通過采用日間手術模式,患者得以在同一天住院并完成手術,術后快速出院,避免了長時間的住院治療。本研究顯示,日間手術模式不僅縮短了患者的住院時長,也降低了整體治療費用。相較于傳統手術模式,日間手術模式的優勢在于提高了醫療資源的利用效率,減輕了患者和醫療系統的負擔[15]。此外,日間手術模式的實施還有助于減少手術并發癥的風險,患者在熟悉、舒適的家庭環境中康復,有助于減少術后感染和其他并發癥[16]。本研究也顯示,相對常規住院模式,日間手術模式并未增加患者術后風險。日間手術模式已經被廣泛倡導,被認為是一種能夠降低醫療費用、提高醫療資源利用率的先進治療模式,其不僅符合患者對于更快康復的期望,也為醫療系統提供了更高效的管理方式[17]。高效的日間手術在 1 個工作日內完成出入院和手術操作,最長延期不超過 48 h[18]。雖然在國外已成為發達國家手術管理的主要模式,但在我國日間手術的占比仍相對較低,尚有很大的發展空間。泌尿外科手術因其復雜性而目前僅在少數醫院和少數病種中進行日間手術,TVT-O 手術開展相對較少。

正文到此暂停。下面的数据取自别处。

//! Telemetry file to KML conversion.

use anyhow::{Context, Result};
use sonde_core::{load_track_file, parse_amateur_export, FlightTrack, KmlDocument, KmlOptions};
use std::fs;
use std::path::{Path, PathBuf};

/// List `*.json` files in a folder, sorted by name.
pub fn json_files(dir: &Path) -> Result<Vec<PathBuf>> {
    let mut files: Vec<PathBuf> = fs::read_dir(dir)
        .with_context(|| format!("Failed to list {}", dir.display()))?
        .filter_map(|entry| entry.ok().map(|e| e.path()))
        .filter(|path| path.is_file() && path.extension().is_some_and(|ext| ext == "json"))
        .collect();
    files.sort();
    Ok(files)
}

/// Convert per-serial telemetry files into one document. Bad files are logged and skipped.
pub fn telemetry_files_to_kml(files: &[PathBuf], options: KmlOptions) -> KmlDocument {
    let mut doc = KmlDocument::new(options);
    for file in files {
        tracing::debug!("Converting {} to KML", file.display());
        match load_track_file(file) {
            Ok(track) => add_logged(&mut doc, &track),
            Err(e) => tracing::error!("Failed to convert {} to KML: {}", file.display(), e),
        }
    }
    doc
}

/// Convert an amateur payload export. Bad callsigns are logged and skipped.
pub fn amateur_export_to_kml(json: &str, options: KmlOptions) -> Result<KmlDocument> {
    let tracks = parse_amateur_export(json).context("Failed to parse amateur export")?;

    let mut doc = KmlDocument::new(options);
    for (callsign, track) in tracks {
        tracing::debug!("Converting {} to KML", callsign);
        match track {
            Ok(track) => add_logged(&mut doc, &track),
            Err(e) => tracing::error!("Failed to convert {} to KML: {}", callsign, e),
        }
    }
    Ok(doc)
}

fn add_logged(doc: &mut KmlDocument, track: &FlightTrack) {
    tracing::debug!(
        "{}: {} fixes, landed {:.1} km from first fix",
        track.serial,
        track.path.len(),
        track.drift_m() / 1000.0
    );
    doc.add_track(track);
}

#[cfg(test)]
mod tests {
    use super::*;

    #[test]
    fn bad_files_do_not_stop_conversion() {
        let dir = tempfile::tempdir().unwrap();
        fs::write(
            dir.path().join("22059930.json"),
            r#"[{"datetime": "2024-04-08T18:00:00Z", "lat": 37.0, "lon": -90.0, "alt": 100.0,
                 "serial": "22059930"}]"#,
        )
        .unwrap();
        fs::write(dir.path().join("corrupt.json"), "not json").unwrap();
        fs::write(dir.path().join("readme.md"), "# notes").unwrap();

        let files = json_files(dir.path()).unwrap();
        assert_eq!(files.len(), 2);

        let doc = telemetry_files_to_kml(&files, KmlOptions::default());
        assert_eq!(doc.len(), 1);
        assert!(doc.render().contains("<name>22059930</name>"));
    }

    #[test]
    fn amateur_export_requires_valid_json() {
        assert!(amateur_export_to_kml("[1, 2", KmlOptions::default()).is_err());
        let doc = amateur_export_to_kml("{}", KmlOptions::default()).unwrap();
        assert!(doc.is_empty());
    }
}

本研究顯示,對女性 SUI 手術進行日間化管理是安全、可行的[19]。ERAS 理念對流程的優化包括將術前宣教環節前移至門診接診階段,減少不必要的檢查和檢驗,這些措施不僅有助于順利進行日間手術,且不會增加術后并發癥發生率,如呼吸道并發癥、發熱、惡心和嘔吐等[20]。總的來說,女性 SUI 手術的日間化管理在提高患者生活質量的同時,也有望成為未來泌尿外科手術管理的重要發展方向。

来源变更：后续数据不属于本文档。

//! Spatial math for observer look angles.
//!
//! All functions take degrees for angles and meters for altitudes and distances.

use serde::Serialize;

/// Sphere radius used by the SondeHub tooling for look-angle work.
pub const EARTH_RADIUS_M: f64 = 6_364_963.0;

/// Below this straight-line distance the observer and target are treated as coincident.
const COINCIDENT_EPS_M: f64 = 1e-3;

/// Where a target appears in an observer's sky.
#[derive(Debug, Clone, Copy, PartialEq, Serialize)]
pub struct LookAngles {
    /// Degrees above the local horizontal, -90..=90
    pub elevation_deg: f64,
    /// Degrees clockwise from true north, 0..360
    pub azimuth_deg: f64,
    /// Angle subtended at the Earth's centre between the two points
    pub angle_at_centre_deg: f64,
    pub great_circle_distance_m: f64,
    pub straight_distance_m: f64,
}

/// Compute look angles from `observer` to `target`.
///
/// # Arguments
/// * `observer` - (lat, lon, altitude_m) of the observing site
/// * `target` - (lat, lon, altitude_m) of the object being looked at
///
/// # Returns
/// `None` when the two positions coincide and no direction is defined.
///
/// Bearing and angle at centre come from Vincenty's formulae with f = 0.
/// Elevation is solved from the triangle formed by the Earth's centre and the
/// two points, so Earth curvature is included but refraction is not.
pub fn look_angles(observer: (f64, f64, f64), target: (f64, f64, f64)) -> Option<LookAngles> {
    let (lat1, lon1, alt1) = observer;
    let (lat2, lon2, alt2) = target;

    let phi1 = lat1.to_radians();
    let phi2 = lat2.to_radians();
    let d_lambda = (lon2 - lon1).to_radians();

    let sa = phi2.cos() * d_lambda.sin();
    let sb = phi1.cos() * phi2.sin() - phi1.sin() * phi2.cos() * d_lambda.cos();
    let bearing = sa.atan2(sb);

    let aa = (sa * sa + sb * sb).sqrt();
    let ab = phi1.sin() * phi2.sin() + phi1.cos() * phi2.cos() * d_lambda.cos();
    let angle_at_centre = aa.atan2(ab);

    let ta = EARTH_RADIUS_M + alt1;
    let tb = EARTH_RADIUS_M + alt2;
    let straight_distance_m =
        (ta * ta + tb * tb - 2.0 * ta * tb * angle_at_centre.cos()).max(0.0).sqrt();

    if !straight_distance_m.is_finite() || straight_distance_m < COINCIDENT_EPS_M {
        return None;
    }

    let ea = angle_at_centre.cos() * tb - ta;
    let eb = angle_at_centre.sin() * tb;
    let elevation = ea.atan2(eb);

    Some(LookAngles {
        elevation_deg: elevation.to_degrees(),
        azimuth_deg: normalize_bearing_deg(bearing.to_degrees()),
        angle_at_centre_deg: angle_at_centre.to_degrees(),
        great_circle_distance_m: angle_at_centre * EARTH_RADIUS_M,
        straight_distance_m,
    })
}

/// Wrap a bearing into [0, 360).
pub fn normalize_bearing_deg(bearing_deg: f64) -> f64 {
    let wrapped = bearing_deg.rem_euclid(360.0);
    // rem_euclid can round up to exactly 360.0 for tiny negative inputs
    if wrapped >= 360.0 {
        0.0
    } else {
        wrapped
    }
}

/// Great-circle distance between two points on the look-angle sphere.
///
/// # Arguments
/// * `lat1`, `lon1` - First point in decimal degrees
/// * `lat2`, `lon2` - Second point in decimal degrees
///
/// # Returns
/// Distance in meters along the surface
pub fn haversine_distance(lat1: f64, lon1: f64, lat2: f64, lon2: f64) -> f64 {
    let phi1 = lat1.to_radians();
    let phi2 = lat2.to_radians();
    let dphi = (lat2 - lat1).to_radians();
    let dlambda = (lon2 - lon1).to_radians();
    let a = (dphi / 2.0).sin().powi(2) + phi1.cos() * phi2.cos() * (dlambda / 2.0).sin().powi(2);
    2.0 * EARTH_RADIUS_M * a.sqrt().atan2((1.0 - a).sqrt())
}


#[cfg(test)]
mod tests {
    use super::fixtures::destination;
    use super::*;

    const SITE: (f64, f64, f64) = (37.43, -89.6436, 161.0);

    #[test]
    fn test_overhead_is_zenith() {
        let angles = look_angles(SITE, (SITE.0, SITE.1, 10_000.0)).unwrap();
        assert!((angles.elevation_deg - 90.0).abs() < 1e-6);
        assert!((angles.straight_distance_m - 9_839.0).abs() < 1e-3);
    }

    #[test]
    fn test_coincident_has_no_direction() {
        assert!(look_angles(SITE, SITE).is_none());
    }

    #[test]
    fn test_known_look_angle() {
        let angles = look_angles(SITE, (36.37851, -90.69866, 20_000.0)).unwrap();
        assert!(
            (angles.elevation_deg - 6.86).abs() < 0.01,
            "elevation {}",
            angles.elevation_deg
        );
        assert!(
            (angles.azimuth_deg - 219.06).abs() < 0.01,
            "azimuth {}",
            angles.azimuth_deg
        );
    }

    #[test]
    fn test_cardinal_azimuths() {
        let north = look_angles((0.0, 0.0, 0.0), (1.0, 0.0, 0.0)).unwrap();
        let east = look_angles((0.0, 0.0, 0.0), (0.0, 1.0, 0.0)).unwrap();
        let south = look_angles((0.0, 0.0, 0.0), (-1.0, 0.0, 0.0)).unwrap();
        let west = look_angles((0.0, 0.0, 0.0), (0.0, -1.0, 0.0)).unwrap();

        assert!(north.azimuth_deg.abs() < 1e-9);
        assert!((east.azimuth_deg - 90.0).abs() < 1e-9);
        assert!((south.azimuth_deg - 180.0).abs() < 1e-9);
        assert!((west.azimuth_deg - 270.0).abs() < 1e-9);
    }

    #[test]
    fn test_ground_level_target_sits_below_horizon() {
        // Curvature drops a sea-level point 100 km away below the geometric horizon.
        let (lat, lon) = destination(SITE.0, SITE.1, 100_000.0, 45.0);
        let angles = look_angles((SITE.0, SITE.1, 0.0), (lat, lon, 0.0)).unwrap();
        assert!(angles.elevation_deg < 0.0);
        assert!((angles.great_circle_distance_m - 100_000.0).abs() < 1.0);
        assert!((angles.azimuth_deg - 45.0).abs() < 0.01);
    }

    #[test]
    fn test_observer_altitude_lowers_elevation() {
        let target = (SITE.0 + 0.1, SITE.1, 3_000.0);
        let low = look_angles((SITE.0, SITE.1, 0.0), target).unwrap();
        let high = look_angles((SITE.0, SITE.1, 2_000.0), target).unwrap();
        assert!(high.elevation_deg < low.elevation_deg);
    }

    #[test]
    fn test_haversine_known_distance() {
        // One degree of latitude on this sphere.
        let dist = haversine_distance(0.0, 0.0, 1.0, 0.0);
        assert!((dist - 111_089.6).abs() < 1.0, "distance {dist}");
        assert_eq!(haversine_distance(37.43, -89.6436, 37.43, -89.6436), 0.0);
    }

    #[test]
    fn test_haversine_agrees_with_look_angles() {
        let target = (36.37851, -90.69866, 20_000.0);
        let angles = look_angles(SITE, target).unwrap();
        let surface = haversine_distance(SITE.0, SITE.1, target.0, target.1);
        assert!((angles.great_circle_distance_m - surface).abs() < 0.01);
    }

    #[test]
    fn test_normalize_bearing() {
        assert_eq!(normalize_bearing_deg(-90.0), 270.0);
        assert_eq!(normalize_bearing_deg(360.0), 0.0);
        assert_eq!(normalize_bearing_deg(725.0), 5.0);
    }
}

總之,在 ERAS 理念的指導下將 TVT-O 日間化可縮短患者住院時長,減少手術并發癥,是一種安全、可行的管理模式,值得推廣。但本研究為回顧性分析,樣本量較小。未來還需要大樣本、前瞻性研究為 TVT-O 日間化提供更加有力的證據支持。
利益沖突:所有作者聲明不存在利益沖突。